** Opening EXERCISE INPUTS block **
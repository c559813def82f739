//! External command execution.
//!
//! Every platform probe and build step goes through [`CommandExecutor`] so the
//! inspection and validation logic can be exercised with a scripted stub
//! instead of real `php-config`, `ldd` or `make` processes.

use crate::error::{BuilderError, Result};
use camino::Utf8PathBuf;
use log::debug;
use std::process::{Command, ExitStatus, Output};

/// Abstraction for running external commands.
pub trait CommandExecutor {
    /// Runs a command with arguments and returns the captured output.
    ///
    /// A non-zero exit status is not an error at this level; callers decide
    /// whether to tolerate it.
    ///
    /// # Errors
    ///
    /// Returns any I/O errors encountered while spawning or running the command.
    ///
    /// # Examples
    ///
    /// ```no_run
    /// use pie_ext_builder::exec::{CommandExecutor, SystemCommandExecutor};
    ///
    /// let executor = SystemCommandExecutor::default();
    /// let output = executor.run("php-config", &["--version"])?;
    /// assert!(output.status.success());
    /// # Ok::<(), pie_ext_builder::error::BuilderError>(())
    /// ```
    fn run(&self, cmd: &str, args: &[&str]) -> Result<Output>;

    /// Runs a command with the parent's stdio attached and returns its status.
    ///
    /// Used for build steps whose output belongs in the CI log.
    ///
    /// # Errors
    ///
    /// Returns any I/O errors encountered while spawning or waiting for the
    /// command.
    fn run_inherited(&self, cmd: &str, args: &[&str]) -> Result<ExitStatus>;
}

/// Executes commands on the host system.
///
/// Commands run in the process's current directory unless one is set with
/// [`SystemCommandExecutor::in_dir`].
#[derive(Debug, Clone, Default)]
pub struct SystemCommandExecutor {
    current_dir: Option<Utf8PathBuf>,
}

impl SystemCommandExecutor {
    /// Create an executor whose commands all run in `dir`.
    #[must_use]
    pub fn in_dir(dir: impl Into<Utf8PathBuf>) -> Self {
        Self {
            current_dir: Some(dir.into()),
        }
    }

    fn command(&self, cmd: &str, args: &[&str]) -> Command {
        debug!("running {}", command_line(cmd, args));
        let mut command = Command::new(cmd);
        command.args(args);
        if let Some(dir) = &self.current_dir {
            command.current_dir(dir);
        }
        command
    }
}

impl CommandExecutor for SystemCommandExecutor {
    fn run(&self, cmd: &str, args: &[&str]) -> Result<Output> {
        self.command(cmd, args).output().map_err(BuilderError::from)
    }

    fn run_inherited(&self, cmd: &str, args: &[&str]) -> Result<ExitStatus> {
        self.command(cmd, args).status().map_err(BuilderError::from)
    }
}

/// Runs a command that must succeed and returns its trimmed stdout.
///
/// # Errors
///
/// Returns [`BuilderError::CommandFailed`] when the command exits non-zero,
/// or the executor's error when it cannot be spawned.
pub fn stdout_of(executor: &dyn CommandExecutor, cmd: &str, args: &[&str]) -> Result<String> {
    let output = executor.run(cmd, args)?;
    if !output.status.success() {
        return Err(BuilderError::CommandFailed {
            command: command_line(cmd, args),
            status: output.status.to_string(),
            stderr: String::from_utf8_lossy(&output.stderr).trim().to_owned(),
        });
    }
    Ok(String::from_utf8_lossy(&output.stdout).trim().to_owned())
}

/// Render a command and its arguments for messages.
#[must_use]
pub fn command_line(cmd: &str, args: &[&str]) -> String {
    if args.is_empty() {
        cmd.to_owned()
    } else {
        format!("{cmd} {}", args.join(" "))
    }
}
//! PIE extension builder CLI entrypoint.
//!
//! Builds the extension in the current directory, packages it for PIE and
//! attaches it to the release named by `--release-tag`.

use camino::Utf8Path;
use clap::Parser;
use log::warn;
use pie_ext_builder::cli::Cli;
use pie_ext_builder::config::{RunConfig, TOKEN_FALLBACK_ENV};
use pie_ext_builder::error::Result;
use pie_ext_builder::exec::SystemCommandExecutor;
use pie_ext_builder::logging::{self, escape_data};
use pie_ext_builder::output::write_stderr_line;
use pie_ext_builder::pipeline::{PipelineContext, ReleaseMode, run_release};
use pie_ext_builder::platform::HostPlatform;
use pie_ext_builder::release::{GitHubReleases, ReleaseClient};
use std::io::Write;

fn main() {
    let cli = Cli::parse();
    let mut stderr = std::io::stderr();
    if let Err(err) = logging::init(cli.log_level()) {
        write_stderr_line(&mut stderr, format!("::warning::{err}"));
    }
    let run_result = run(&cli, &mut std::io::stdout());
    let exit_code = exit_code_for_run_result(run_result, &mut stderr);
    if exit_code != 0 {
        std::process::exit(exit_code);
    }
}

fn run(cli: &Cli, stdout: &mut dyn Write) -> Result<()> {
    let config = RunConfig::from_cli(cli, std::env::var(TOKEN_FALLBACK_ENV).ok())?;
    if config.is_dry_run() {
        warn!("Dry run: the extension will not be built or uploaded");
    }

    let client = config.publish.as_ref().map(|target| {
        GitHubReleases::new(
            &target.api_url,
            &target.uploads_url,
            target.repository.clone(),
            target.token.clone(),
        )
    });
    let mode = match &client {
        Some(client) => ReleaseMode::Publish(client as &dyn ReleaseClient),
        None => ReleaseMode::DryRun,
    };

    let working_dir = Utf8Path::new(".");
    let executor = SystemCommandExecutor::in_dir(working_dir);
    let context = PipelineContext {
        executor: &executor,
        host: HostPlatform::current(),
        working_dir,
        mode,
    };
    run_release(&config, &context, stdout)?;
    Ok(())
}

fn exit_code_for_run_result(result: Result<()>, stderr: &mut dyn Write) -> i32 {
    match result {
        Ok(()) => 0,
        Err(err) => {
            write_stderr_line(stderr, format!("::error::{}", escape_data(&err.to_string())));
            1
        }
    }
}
** Closing EXERCISE INPUTS block **
### [EXERCISE DETAILS]
Lines holding the word "repository" in the entries above are the ones to pull out. Copy them all.

### [RESULT OF THE EXERCISE]
repository c559813def82f739
            target.repository.clone(),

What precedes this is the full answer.